EXERCISE: Which lines of the records below contain the word "once"? Show each one.

*** DATASET CONTENT

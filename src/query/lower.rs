//! Lowering of parsed queries into executable query functions.

use std::borrow::Cow;
use std::sync::Arc;

use super::fields::FieldRegistry;
use super::operators::OperatorRegistry;
use super::{is_true, LowerError, NodeRef, QueryFn, QueryFunc};
use crate::dsl::DslNode;
use crate::node::{Node, NodePool};

/// Turns [`DslNode`] trees into [`QueryFunc`]s.
///
/// The compiler owns the registries that give operators and fields their
/// meaning, plus the pool that literal values are drawn from.
pub struct Compiler {
    operators: OperatorRegistry,
    fields: Arc<FieldRegistry>,
    pool: Arc<NodePool>,
}

impl Compiler {
    /// Compiler with the built-in operators and fields
    pub fn new(pool: Arc<NodePool>) -> Self {
        Self::with_registries(OperatorRegistry::default(), FieldRegistry::default(), pool)
    }

    pub fn with_registries(operators: OperatorRegistry, fields: FieldRegistry, pool: Arc<NodePool>) -> Self {
        Self {
            operators,
            fields: Arc::new(fields),
            pool,
        }
    }

    pub fn operators(&self) -> &OperatorRegistry {
        &self.operators
    }

    pub fn fields(&self) -> &FieldRegistry {
        &self.fields
    }

    pub fn pool(&self) -> &Arc<NodePool> {
        &self.pool
    }

    /// Lower one syntax node
    pub fn lower(&self, node: &DslNode) -> Result<QueryFunc, LowerError> {
        tracing::trace!(kind = node.kind(), "lowering");
        match node {
            DslNode::Field(path) => self.lower_field(path),
            DslNode::Literal(value) => Ok(Arc::new(LiteralQuery {
                value: value.clone(),
                pool: Arc::clone(&self.pool),
            })),
            DslNode::Map(expr) if expr.is_children_field() => Ok(Arc::new(ChildrenQuery {
                pool: Arc::clone(&self.pool),
            })),
            DslNode::Map(expr) => Ok(Arc::new(MapQuery {
                expr: self.lower(expr)?,
            })),
            DslNode::Filter(pred) => Ok(Arc::new(FilterQuery {
                pred: self.lower(pred)?,
                pool: Arc::clone(&self.pool),
            })),
            DslNode::RMap(expr) => Ok(Arc::new(RMapQuery {
                expr: self.lower(expr)?,
            })),
            DslNode::RFilter(pred) => Ok(Arc::new(RFilterQuery {
                pred: self.lower(pred)?,
                pool: Arc::clone(&self.pool),
            })),
            DslNode::Reduce(expr) => self.lower_reduce(expr),
            DslNode::Pipeline(stages) => self.lower_pipeline(stages),
            DslNode::Call { name, args } => self.operators.lower(self, name, args),
        }
    }

    fn lower_field(&self, path: &[String]) -> Result<QueryFunc, LowerError> {
        if path.is_empty() || path.iter().any(String::is_empty) {
            return Err(LowerError::InvalidField);
        }
        Ok(Arc::new(FieldQuery {
            path: path.to_vec(),
            fields: Arc::clone(&self.fields),
            pool: Arc::clone(&self.pool),
        }))
    }

    fn lower_reduce(&self, expr: &DslNode) -> Result<QueryFunc, LowerError> {
        match expr {
            DslNode::Call { name, .. } if name == "count" => Ok(Arc::new(CountQuery {
                pool: Arc::clone(&self.pool),
            })),
            DslNode::Call { name, .. } => Err(LowerError::UnsupportedReduce(name.clone())),
            other => Err(LowerError::UnsupportedReduce(other.to_string())),
        }
    }

    fn lower_pipeline(&self, stages: &[DslNode]) -> Result<QueryFunc, LowerError> {
        if stages.is_empty() {
            return Err(LowerError::EmptyPipeline);
        }
        let stages = stages
            .iter()
            .map(|stage| self.lower(stage))
            .collect::<Result<Vec<_>, _>>()?;
        Ok(Arc::new(PipelineQuery { stages }))
    }
}

impl Default for Compiler {
    fn default() -> Self {
        Self::new(Arc::new(NodePool::default()))
    }
}

// ========== Stage Functions ==========

struct FieldQuery {
    path: Vec<String>,
    fields: Arc<FieldRegistry>,
    pool: Arc<NodePool>,
}

impl QueryFn for FieldQuery {
    fn run<'a>(&self, input: Vec<NodeRef<'a>>) -> Vec<NodeRef<'a>> {
        let mut out = Vec::new();
        for node in &input {
            out.extend(self.fields.resolve(node, &self.path, &self.pool));
        }
        out
    }
}

struct LiteralQuery {
    value: String,
    pool: Arc<NodePool>,
}

impl QueryFn for LiteralQuery {
    fn run<'a>(&self, input: Vec<NodeRef<'a>>) -> Vec<NodeRef<'a>> {
        self.pool.recycle(input);
        vec![Cow::Owned(self.pool.literal(&self.value))]
    }
}

/// `map(.children)`: flatten the children of every input
struct ChildrenQuery {
    pool: Arc<NodePool>,
}

impl QueryFn for ChildrenQuery {
    fn run<'a>(&self, input: Vec<NodeRef<'a>>) -> Vec<NodeRef<'a>> {
        let mut out = Vec::new();
        for node in input {
            match node {
                Cow::Borrowed(parent) => out.extend(parent.children.iter().map(Cow::Borrowed)),
                Cow::Owned(mut owned) => {
                    out.extend(owned.children.drain(..).map(Cow::Owned));
                    self.pool.release(owned);
                }
            }
        }
        out
    }
}

struct MapQuery {
    expr: QueryFunc,
}

impl QueryFn for MapQuery {
    fn run<'a>(&self, input: Vec<NodeRef<'a>>) -> Vec<NodeRef<'a>> {
        let mut out = Vec::with_capacity(input.len());
        for node in input {
            out.extend(self.expr.run(vec![node]));
        }
        out
    }
}

/// Evaluate a predicate against one node, returning its literal values to the pool
fn holds(pred: &QueryFunc, pool: &NodePool, node: &Node) -> bool {
    let verdict = pred.run(vec![Cow::Borrowed(node)]);
    let keep = is_true(&verdict);
    pool.recycle(verdict);
    keep
}

struct FilterQuery {
    pred: QueryFunc,
    pool: Arc<NodePool>,
}

impl QueryFn for FilterQuery {
    fn run<'a>(&self, input: Vec<NodeRef<'a>>) -> Vec<NodeRef<'a>> {
        let mut out = Vec::with_capacity(input.len());
        for node in input {
            if holds(&self.pred, &self.pool, &node) {
                out.push(node);
            } else {
                self.pool.recycle(Some(node));
            }
        }
        out
    }
}

struct RMapQuery {
    expr: QueryFunc,
}

impl QueryFn for RMapQuery {
    fn run<'a>(&self, input: Vec<NodeRef<'a>>) -> Vec<NodeRef<'a>> {
        let mut out = Vec::new();
        for node in input {
            match node {
                Cow::Borrowed(root) => {
                    out.reserve(root.subtree_size());
                    for visited in root.pre_order() {
                        out.extend(self.expr.run(vec![Cow::Borrowed(visited)]));
                    }
                }
                Cow::Owned(root) => {
                    // Results may borrow from `root`, which dies here
                    for visited in root.pre_order() {
                        let results = self.expr.run(vec![Cow::Borrowed(visited)]);
                        out.extend(results.into_iter().map(|r| Cow::Owned(r.into_owned())));
                    }
                }
            }
        }
        out
    }
}

struct RFilterQuery {
    pred: QueryFunc,
    pool: Arc<NodePool>,
}

impl QueryFn for RFilterQuery {
    fn run<'a>(&self, input: Vec<NodeRef<'a>>) -> Vec<NodeRef<'a>> {
        let mut out = Vec::new();
        for node in input {
            match node {
                Cow::Borrowed(root) => out.extend(
                    root.pre_order()
                        .filter(|visited| holds(&self.pred, &self.pool, visited))
                        .map(Cow::Borrowed),
                ),
                Cow::Owned(root) => out.extend(
                    root.pre_order()
                        .filter(|visited| holds(&self.pred, &self.pool, visited))
                        .map(|visited| Cow::Owned(visited.clone())),
                ),
            }
        }
        out
    }
}

struct CountQuery {
    pool: Arc<NodePool>,
}

impl QueryFn for CountQuery {
    fn run<'a>(&self, input: Vec<NodeRef<'a>>) -> Vec<NodeRef<'a>> {
        let count = input.len();
        self.pool.recycle(input);
        vec![Cow::Owned(self.pool.literal(&count.to_string()))]
    }
}

struct PipelineQuery {
    stages: Vec<QueryFunc>,
}

impl QueryFn for PipelineQuery {
    fn run<'a>(&self, input: Vec<NodeRef<'a>>) -> Vec<NodeRef<'a>> {
        self.stages.iter().fold(input, |values, stage| stage.run(values))
    }
}

#[cfg(test)]
mod tests {
    use super::*;
    use crate::dsl::parse;
    use crate::node::types;

    fn compile(query: &str) -> QueryFunc {
        Compiler::default().lower(&parse(query).unwrap()).unwrap()
    }

    fn tokens(values: &[NodeRef<'_>]) -> Vec<String> {
        values.iter().map(|v| v.token.clone()).collect()
    }

    // File
    // ├── Function(f)   [param a, param b]
    // ├── Variable(v)
    // └── Function(g)   [param x]
    fn tree() -> Node {
        let function = |name: &str, params: &[&str]| {
            Node::builder()
                .node_type(types::FUNCTION)
                .token(name)
                .children(params.iter().map(|p| Node::with_token(types::PARAMETER, *p)))
                .build()
        };
        Node::builder()
            .node_type(types::FILE)
            .child(function("f", &["a", "b"]))
            .child(Node::with_token(types::VARIABLE, "v"))
            .child(function("g", &["x"]))
            .build()
    }

    #[test]
    fn test_field_and_literal() {
        let root = tree();
        let out = compile(".type").run(vec![Cow::Borrowed(&root)]);
        assert_eq!(tokens(&out), vec!["File"]);

        let out = compile("\"hi\"").run(vec![Cow::Borrowed(&root), Cow::Borrowed(&root)]);
        assert_eq!(tokens(&out), vec!["hi"]);
        assert!(out[0].is_literal());
    }

    #[test]
    fn test_map_children_stays_borrowed() {
        let root = tree();
        let out = compile("map(.children)").run(vec![Cow::Borrowed(&root)]);
        assert_eq!(tokens(&out), vec!["f", "v", "g"]);
        assert!(out.iter().all(|n| matches!(n, Cow::Borrowed(_))));
        assert!(std::ptr::eq(out[0].as_ref(), &root.children[0]));
    }

    #[test]
    fn test_map_children_of_owned_input() {
        let out = compile("map(.children)").run(vec![Cow::Owned(tree())]);
        assert_eq!(tokens(&out), vec!["f", "v", "g"]);
    }

    #[test]
    fn test_map_and_filter() {
        let root = tree();
        let functions = compile("map(.children) |> filter(.type == \"Function\")").run(vec![Cow::Borrowed(&root)]);
        assert_eq!(tokens(&functions), vec!["f", "g"]);

        let names = compile("map(.token)").run(functions);
        assert_eq!(tokens(&names), vec!["f", "g"]);
    }

    #[test]
    fn test_filter_is_idempotent() {
        let root = tree();
        let input: Vec<NodeRef<'_>> = root.children.iter().map(Cow::Borrowed).collect();
        let once = compile("filter(.type == \"Function\")").run(input.clone());
        let twice = compile("filter(.type == \"Function\") |> filter(.type == \"Function\")").run(input);
        assert_eq!(tokens(&once), tokens(&twice));
    }

    #[test]
    fn test_pipeline_is_associative() {
        let root = tree();
        let stages = ["rfilter(.type == \"Function\")", "map(.children)", "map(.token)"];

        let left_first = compile(&format!("{} |> {}", stages[0], stages[1])).run(vec![Cow::Borrowed(&root)]);
        let left = compile(stages[2]).run(left_first);

        let right_rest = compile(&format!("{} |> {}", stages[1], stages[2]));
        let right = right_rest.run(compile(stages[0]).run(vec![Cow::Borrowed(&root)]));

        let all = compile(&stages.join(" |> ")).run(vec![Cow::Borrowed(&root)]);
        assert_eq!(tokens(&left), vec!["a", "b", "x"]);
        assert_eq!(tokens(&left), tokens(&right));
        assert_eq!(tokens(&left), tokens(&all));
    }

    #[test]
    fn test_rmap_visits_pre_order() {
        let root = tree();
        let out = compile("rmap(.token)").run(vec![Cow::Borrowed(&root)]);
        assert_eq!(tokens(&out), vec!["", "f", "a", "b", "v", "g", "x"]);

        let owned = compile("rmap(.token)").run(vec![Cow::Owned(tree())]);
        assert_eq!(tokens(&owned), tokens(&out));
    }

    #[test]
    fn test_rfilter_includes_root() {
        let root = tree();
        let out = compile("rfilter(.type == \"File\" || .type == \"Parameter\")").run(vec![Cow::Borrowed(&root)]);
        assert_eq!(out.len(), 4);
        assert_eq!(out[0].node_type, "File");
        assert!(std::ptr::eq(out[0].as_ref(), &root));
    }

    #[test]
    fn test_reduce_count() {
        let root = tree();
        let out = compile("rfilter(.type == \"Parameter\") |> reduce(count)").run(vec![Cow::Borrowed(&root)]);
        assert_eq!(tokens(&out), vec!["3"]);

        let empty = compile("filter(.type == \"Nope\") |> reduce(count)").run(vec![Cow::Borrowed(&root)]);
        assert_eq!(tokens(&empty), vec!["0"]);
        assert!(empty[0].is_literal());
    }

    #[test]
    fn test_lowering_errors() {
        let compiler = Compiler::default();
        assert_eq!(
            compiler.lower(&parse("reduce(sum)").unwrap()).err(),
            Some(LowerError::UnsupportedReduce("sum".to_string()))
        );
        assert_eq!(
            compiler.lower(&DslNode::Pipeline(vec![])).err(),
            Some(LowerError::EmptyPipeline)
        );
        assert_eq!(
            compiler.lower(&DslNode::Field(vec![])).err(),
            Some(LowerError::InvalidField)
        );
        assert_eq!(
            compiler
                .lower(&DslNode::Reduce(Box::new(DslNode::literal("count"))))
                .err(),
            Some(LowerError::UnsupportedReduce("Literal(count)".to_string()))
        );
    }

    #[test]
    fn test_predicate_literals_are_recycled() {
        let pool = Arc::new(NodePool::new(32));
        let compiler = Compiler::new(Arc::clone(&pool));
        let root = tree();
        let func = compiler.lower(&parse("rfilter(.type == \"Parameter\")").unwrap()).unwrap();

        let out = func.run(vec![Cow::Borrowed(&root)]);
        assert_eq!(out.len(), 3);
        assert!(!pool.is_empty());
    }
}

******

RESPONSE BELOW:
        let once = compile("filter(.type == \"Function\")").run(input.clone());
        assert_eq!(tokens(&once), tokens(&twice));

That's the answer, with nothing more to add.